While incarcerated at Federal Correctional Institution in Phoenix, Kirkwood met Jerry Posin, who had been a drummer for Steppenwolf, and joined in Posin's exercise routine. The two eventually joined in jazz and other original music performances at the facility. Kirkwood's time in prison, which he said "was actually pretty tolerable", helped him kick his drug addiction cold turkey. However, no recordings of Kirkwood's jail band performances are known to exist. He served out his time and was released on July 7, 2005.

Return to the Meat Puppets

In April 2006, Billboard announced that Cris and Curt Kirkwood would be recording again as the Meat Puppets. Curt said the brothers planned to release an epic album of "big Meat Puppets stuff", followed by a tour.
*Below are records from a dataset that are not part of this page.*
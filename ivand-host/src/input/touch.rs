//! Touch-gesture decoding.
//!
//! Three on-screen zones: a directional pad and two action buttons. The
//! directional pad claims the first touch that starts inside its zone and
//! ignores further starts until that touch ends; direction comes from the
//! drag's displacement from its origin, one axis at a time. The action zones
//! are momentary and each pairs its own start/end by touch identifier.
//!
//! Unlike keyboard and gamepad bits, touch bits are never persisted: the
//! aggregator recomputes them from this state on every poll.

use crate::abi::{ButtonMask, buttons};

/// Displacement (in logical pixels) a drag must exceed, strictly, to
/// register a direction. At or below the threshold the axis is neutral.
pub const DRAG_THRESHOLD: i32 = 10;

/// Platform-assigned touch identifier. Stable for the lifetime of one touch.
pub type TouchId = u64;

/// Axis-aligned zone rectangle in logical pixels.
#[derive(Copy, Clone, Debug)]
pub struct Rect {
    pub x: i32,
    pub y: i32,
    pub w: i32,
    pub h: i32,
}

impl Rect {
    pub fn contains(&self, x: i32, y: i32) -> bool {
        x >= self.x && x < self.x + self.w && y >= self.y && y < self.y + self.h
    }
}

/// Where the three touch zones sit on screen. Sizing/styling of the controls
/// is a presentation concern; the decoder only needs the hit rectangles.
#[derive(Copy, Clone, Debug)]
pub struct TouchLayout {
    pub dpad: Rect,
    pub action_a: Rect,
    pub action_b: Rect,
}

/// The directional control's claimed drag point.
#[derive(Copy, Clone, Debug)]
struct Drag {
    id: TouchId,
    origin: (i32, i32),
    at: (i32, i32),
}

/// All touch-source state.
#[derive(Debug)]
pub struct TouchState {
    layout: TouchLayout,
    drag: Option<Drag>,
    action_a: Option<TouchId>,
    action_b: Option<TouchId>,
}

impl TouchState {
    pub fn new(layout: TouchLayout) -> Self {
        Self {
            layout,
            drag: None,
            action_a: None,
            action_b: None,
        }
    }

    pub fn start(&mut self, id: TouchId, x: i32, y: i32) {
        if self.layout.dpad.contains(x, y) {
            // At most one live drag; later touches in the zone are ignored.
            if self.drag.is_none() {
                self.drag = Some(Drag {
                    id,
                    origin: (x, y),
                    at: (x, y),
                });
            }
        } else if self.layout.action_a.contains(x, y) {
            if self.action_a.is_none() {
                self.action_a = Some(id);
            }
        } else if self.layout.action_b.contains(x, y) && self.action_b.is_none() {
            self.action_b = Some(id);
        }
    }

    pub fn moved(&mut self, id: TouchId, x: i32, y: i32) {
        if let Some(drag) = &mut self.drag
            && drag.id == id
        {
            drag.at = (x, y);
        }
    }

    /// End or cancellation: releases the drag claim (both axes back to
    /// neutral) and clears a matching action flag.
    pub fn end(&mut self, id: TouchId) {
        if self.drag.is_some_and(|d| d.id == id) {
            self.drag = None;
        }
        if self.action_a == Some(id) {
            self.action_a = None;
        }
        if self.action_b == Some(id) {
            self.action_b = None;
        }
    }

    pub fn cancel(&mut self, id: TouchId) {
        self.end(id);
    }

    /// Recompute the touch-derived bits from scratch.
    pub fn mask(&self) -> ButtonMask {
        let mut mask = 0;
        if let Some(drag) = &self.drag {
            let dx = drag.at.0 - drag.origin.0;
            let dy = drag.at.1 - drag.origin.1;
            if dx < -DRAG_THRESHOLD {
                mask |= buttons::LEFT;
            } else if dx > DRAG_THRESHOLD {
                mask |= buttons::RIGHT;
            }
            if dy < -DRAG_THRESHOLD {
                mask |= buttons::UP;
            } else if dy > DRAG_THRESHOLD {
                mask |= buttons::DOWN;
            }
        }
        if self.action_a.is_some() {
            mask |= buttons::ACTION_A;
        }
        if self.action_b.is_some() {
            mask |= buttons::ACTION_B;
        }
        mask
    }
}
The original drummer, Derrick Bostrom, was replaced by drummer Ted Marcus.

"I haven't seen my brother since like 1998, but I'm talking to him a lot," Curt was quoted as saying. "He's [been] clean for more than two years and he's all raring to go. Cris' resurrection is no less than miraculous – it's like a Lazarus-type thing. I was just like, 'If Cris is back, I know his frame of mind.' If he's upright and walking, it's hard to knock him down." Cris appeared on the Meat Puppets' first post-reunion album Rise to Your Knees (2007) and its three follow-up records Sewn Together (2009), Lollipop (2011) and Rat Farm (2013).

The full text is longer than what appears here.